The pan-regional Stoxx 600 index dipped 0.13% to 437.29, alongside a 0.19% decline for the German Dax to 14,355.45, while France's Cac-40 edged up by 0.06% to 6,668.97.
The yield on the benchmark 10-year Bund slipped by seven basis points to 1.923% and euro/dollar was up by 0.06% to 1.0346.
"In general, stocks in Europe and the US have struggled to replicate the enthusiasm shown in Asia overnight. The situation in China remains unclear, but it doesn’t look as if Beijing is rushing to respond to protests by a rapid loosening of Covid restrictions," said IG chief market analyst Chris Beauchamp.
"Meanwhile the dollar has been unable to take much comfort from further comments about the need for more Fed tightening, with traders preferring to hold back on backing the greenback any further ahead of tomorrow’s Powell speech."
The news boosted mining stocks, all of whom are reliant on Chinese demand for metals.
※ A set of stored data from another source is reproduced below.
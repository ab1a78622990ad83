//! tablekit CLI.

use clap::{ColorChoice, Parser};
use std::io::{self, IsTerminal};
use tablekit_cli::logging::{LogConfig, LogFormat, init_logging};
use tracing::level_filters::LevelFilter;

mod cli;
mod commands;
mod summary;

use crate::cli::{Cli, Command, LogFormatArg, LogLevelArg};
use crate::commands::{run_check_rules, run_table, run_validate};

fn main() {
    let cli = Cli::parse();
    cli.color.write_global();
    let log_config = log_config_from_cli(&cli);
    if let Err(error) = init_logging(&log_config) {
        eprintln!("error: failed to initialize logging: {error}");
        std::process::exit(1);
    }
    let exit_code = match &cli.command {
        Command::Table(args) => match run_table(args) {
            Ok(()) => 0,
            Err(error) => {
                eprintln!("error: {error:#}");
                1
            }
        },
        Command::Validate(args) => match run_validate(args) {
            Ok(valid) => i32::from(!valid),
            Err(error) => {
                eprintln!("error: {error:#}");
                1
            }
        },
        Command::CheckRules(args) => match run_check_rules(args) {
            Ok(()) => 0,
            Err(error) => {
                eprintln!("error: {error:#}");
                1
            }
        },
    };
    std::process::exit(exit_code);
}

/// Build logging configuration from CLI flags with consistent precedence.
fn log_config_from_cli(cli: &Cli) -> LogConfig {
    let mut config = LogConfig {
        level_filter: cli.verbosity.tracing_level_filter(),
        ..LogConfig::default()
    };
    config.use_env_filter = !(cli.verbosity.is_present() || cli.log_level.is_some());
    if let Some(level) = cli.log_level {
        config.level_filter = match level {
            LogLevelArg::Error => LevelFilter::ERROR,
            LogLevelArg::Warn => LevelFilter::WARN,
            LogLevelArg::Info => LevelFilter::INFO,
            LogLevelArg::Debug => LevelFilter::DEBUG,
            LogLevelArg::Trace => LevelFilter::TRACE,
        };
    }
    config.format = match cli.log_format {
        LogFormatArg::Pretty => LogFormat::Pretty,
        LogFormatArg::Compact => LogFormat::Compact,
        LogFormatArg::Json => LogFormat::Json,
    };
    config.log_file = cli.log_file.clone();
    config.with_ansi = match cli.color.color {
        ColorChoice::Always => true,
        ColorChoice::Never => false,
        ColorChoice::Auto => cli.log_file.is_none() && io::stderr().is_terminal(),
    };
    config
}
Rio Tinto, Anglo American, Glencore and Antofagasta were all higher.
Asia-focused financial services firms also rose, with HSBC, Prudential and Standard Chartered up.
China's National Health Commission issued a notice to increase Covid vaccinations for the elderly and shorten the time between basic vaccinations and boosters to three months for those aged 80 and above, while a health official said the unrest related to complaints are about extra measures and a one size fits all approach rather than the curbs themselves.
Analysts at MUFG said the news regarding vaccination was a step in the right direction, but that it would not "prevent further economic disruption in the near-term should COVID cases continue to rise sharply and restrictions need to be re-tightened heading into year end."
In local economic news, the year-on-year rate of headline consumer prices in Germany slipped from 10.4% for October to 10.0% in November, defying forecasts for a jump to 10.7%.
Eurozone economic sentiment registered its first increase since February on the back of a rebound in consumer confidence, the results of a survey showed.
The euro area Economic Sentiment Index improved from a reading of 92.7 for October to 93.7 in November (consensus: 93.5), the European Commission said.
Industrial sentiment on the other hand continued to decline.
On the company front, easyJet flew lower despite upbeat prospects for next summer and a narrowing of annual losses.
Chipmaker ASM International gained after upgrading fourth quarter guidance.
Credit Suisse shares slid as investors offloaded subscription rights to new shares in the troubled Swiss lender.